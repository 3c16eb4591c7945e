//! Record schema shared by every store backend.
//!
//! A store row is a [`KnownRecord`]: the typed [`TestProperties`] the
//! reconciler owns, plus the fields people edit by hand (priority, assignees)
//! which the reconciler only reads.

use std::sync::OnceLock;

use chrono::{DateTime, Utc};
use regex::Regex;
use serde::{Deserialize, Serialize};

// ---------------------------------------------------------------------------
// TestStatus
// ---------------------------------------------------------------------------

/// Status of a test as stored in the external record store.
#[derive(Debug, Clone, Copy, PartialEq, Eq, Hash, Serialize, Deserialize)]
#[serde(rename_all = "UPPERCASE")]
pub enum TestStatus {
    Pass,
    Fail,
    Skip,
    Todo,
    Only,
    Run,
    #[serde(other)]
    Unknown,
}

impl TestStatus {
    pub const ALL: [TestStatus; 7] = [
        TestStatus::Pass,
        TestStatus::Fail,
        TestStatus::Skip,
        TestStatus::Todo,
        TestStatus::Only,
        TestStatus::Run,
        TestStatus::Unknown,
    ];

    /// Parse a run state or mode (`"pass"`, `"skip"`, ...), case-insensitively.
    ///
    /// Anything unrecognised maps to [`TestStatus::Unknown`].
    pub fn parse(raw: &str) -> Self {
        match raw.trim().to_ascii_uppercase().as_str() {
            "PASS" => TestStatus::Pass,
            "FAIL" => TestStatus::Fail,
            "SKIP" => TestStatus::Skip,
            "TODO" => TestStatus::Todo,
            "ONLY" => TestStatus::Only,
            "RUN" => TestStatus::Run,
            _ => TestStatus::Unknown,
        }
    }

    pub fn as_str(&self) -> &'static str {
        match self {
            TestStatus::Pass => "PASS",
            TestStatus::Fail => "FAIL",
            TestStatus::Skip => "SKIP",
            TestStatus::Todo => "TODO",
            TestStatus::Only => "ONLY",
            TestStatus::Run => "RUN",
            TestStatus::Unknown => "UNKNOWN",
        }
    }

    /// Only PASS and FAIL take part in pass/fail tracking.
    pub fn is_pass_or_fail(&self) -> bool {
        matches!(self, TestStatus::Pass | TestStatus::Fail)
    }

    /// Icon key (`<name>_<color>`) shown next to a record with this status.
    pub fn icon(&self) -> &'static str {
        match self {
            TestStatus::Pass => "checkmark_green",
            TestStatus::Fail => "clear_red",
            TestStatus::Skip => "playback-pause_blue",
            TestStatus::Todo => "code_pink",
            TestStatus::Only => "checkmark_blue",
            TestStatus::Run => "playback-play_gray",
            TestStatus::Unknown => "question-mark_yellow",
        }
    }
}

impl std::fmt::Display for TestStatus {
    fn fmt(&self, f: &mut std::fmt::Formatter<'_>) -> std::fmt::Result {
        f.write_str(self.as_str())
    }
}

/// Public URL of an icon key.
pub fn icon_url(icon: &str) -> String {
    format!("https://www.notion.so/icons/{icon}.svg")
}

/// Inverse of [`icon_url`]. Returns `None` for icons hosted elsewhere.
pub fn icon_from_url(url: &str) -> Option<String> {
    url.strip_prefix("https://www.notion.so/icons/")
        .and_then(|rest| rest.strip_suffix(".svg"))
        .map(str::to_string)
}

// ---------------------------------------------------------------------------
// Records
// ---------------------------------------------------------------------------

/// Stable identifier of a record in the external store
#[derive(Debug, Clone, PartialEq, Eq, Hash, PartialOrd, Ord, Serialize, Deserialize)]
pub struct RecordId(pub String);

impl RecordId {
    /// Generate a new random RecordId
    pub fn new() -> Self {
        RecordId(uuid::Uuid::new_v4().to_string())
    }

    pub fn as_str(&self) -> &str {
        &self.0
    }
}

impl Default for RecordId {
    fn default() -> Self {
        Self::new()
    }
}

impl std::fmt::Display for RecordId {
    fn fmt(&self, f: &mut std::fmt::Formatter<'_>) -> std::fmt::Result {
        write!(f, "{}", self.0)
    }
}

/// A person a record is assigned to
#[derive(Debug, Clone, PartialEq, Eq, Serialize, Deserialize)]
pub struct PersonRef {
    pub id: String,
}

/// The property set the reconciler writes and compares.
#[derive(Debug, Clone, PartialEq, Eq, Serialize, Deserialize)]
#[serde(rename_all = "camelCase")]
pub struct TestProperties {
    /// Display title (`describe > ... > it`)
    pub title: String,
    /// Namespace the record belongs to
    pub project: String,
    /// Directory prefix of the test file, or `root`
    pub tag: String,
    /// Base name of the test file
    pub file_name: String,
    /// Last reported status; absent on hand-made records
    pub status: Option<TestStatus>,
    pub archived: bool,
    pub active: bool,
    /// Icon key, see [`TestStatus::icon`]
    pub icon: Option<String>,
}

/// A record previously persisted in the external store.
#[derive(Debug, Clone, PartialEq, Serialize, Deserialize)]
#[serde(rename_all = "camelCase")]
pub struct KnownRecord {
    pub id: RecordId,
    pub url: String,
    pub properties: TestProperties,
    #[serde(default)]
    pub priority: Option<String>,
    #[serde(default)]
    pub assigned: Vec<PersonRef>,
    pub last_edited: DateTime<Utc>,
}

/// Partial update of a record's [`TestProperties`].
///
/// `None` fields are left untouched by the store.
#[derive(Debug, Clone, Default, PartialEq, Eq, Serialize, Deserialize)]
#[serde(rename_all = "camelCase")]
pub struct RecordPatch {
    pub title: Option<String>,
    pub project: Option<String>,
    pub tag: Option<String>,
    pub file_name: Option<String>,
    pub status: Option<TestStatus>,
    pub archived: Option<bool>,
    pub active: Option<bool>,
    pub icon: Option<String>,
}

impl RecordPatch {
    /// Patch that only flags the record as archived.
    pub fn archive() -> Self {
        RecordPatch {
            archived: Some(true),
            ..Default::default()
        }
    }

    pub fn is_empty(&self) -> bool {
        *self == RecordPatch::default()
    }

    /// Apply the patch in place.
    pub fn apply(&self, props: &mut TestProperties) {
        if let Some(title) = &self.title {
            props.title = title.clone();
        }
        if let Some(project) = &self.project {
            props.project = project.clone();
        }
        if let Some(tag) = &self.tag {
            props.tag = tag.clone();
        }
        if let Some(file_name) = &self.file_name {
            props.file_name = file_name.clone();
        }
        if let Some(status) = self.status {
            props.status = Some(status);
        }
        if let Some(archived) = self.archived {
            props.archived = archived;
        }
        if let Some(active) = self.active {
            props.active = active;
        }
        if let Some(icon) = &self.icon {
            props.icon = Some(icon.clone());
        }
    }
}

impl From<&TestProperties> for RecordPatch {
    fn from(props: &TestProperties) -> Self {
        RecordPatch {
            title: Some(props.title.clone()),
            project: Some(props.project.clone()),
            tag: Some(props.tag.clone()),
            file_name: Some(props.file_name.clone()),
            status: props.status,
            archived: Some(props.archived),
            active: Some(props.active),
            icon: props.icon.clone(),
        }
    }
}

/// Title and icon of the store itself (the database header).
#[derive(Debug, Clone, Default, PartialEq, Eq, Serialize, Deserialize)]
pub struct StoreHeader {
    pub title: String,
    pub icon: Option<String>,
}

/// Change to the store header. `None` fields are left untouched.
#[derive(Debug, Clone, Default, PartialEq, Eq, Serialize, Deserialize)]
pub struct HeaderUpdate {
    /// Replacement for the first `N/M` counter of the title.
    pub counter: Option<String>,
    pub icon: Option<String>,
}

impl HeaderUpdate {
    /// Apply to a plain-text header.
    pub fn apply(&self, header: &mut StoreHeader) {
        if let Some(counter) = &self.counter {
            if let Some(title) = replace_counter(&header.title, counter) {
                header.title = title;
            }
        }
        if let Some(icon) = &self.icon {
            header.icon = Some(icon.clone());
        }
    }
}

fn counter_pattern() -> &'static Regex {
    static COUNTER: OnceLock<Regex> = OnceLock::new();
    COUNTER.get_or_init(|| Regex::new(r"[0-9]+/[0-9]+").expect("valid counter regex"))
}

/// Replace the first `N/M` counter in `text`. `None` when there is none.
pub fn replace_counter(text: &str, counter: &str) -> Option<String> {
    let re = counter_pattern();
    if !re.is_match(text) {
        return None;
    }
    Some(re.replace(text, regex::NoExpand(counter)).into_owned())
}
+-------+
TASK: Keep only the lines of the listing that contain the word "assigned", and copy them.

OUTPUT OF THE EXERCISE:
/// A person a record is assigned to
    pub assigned: Vec<PersonRef>,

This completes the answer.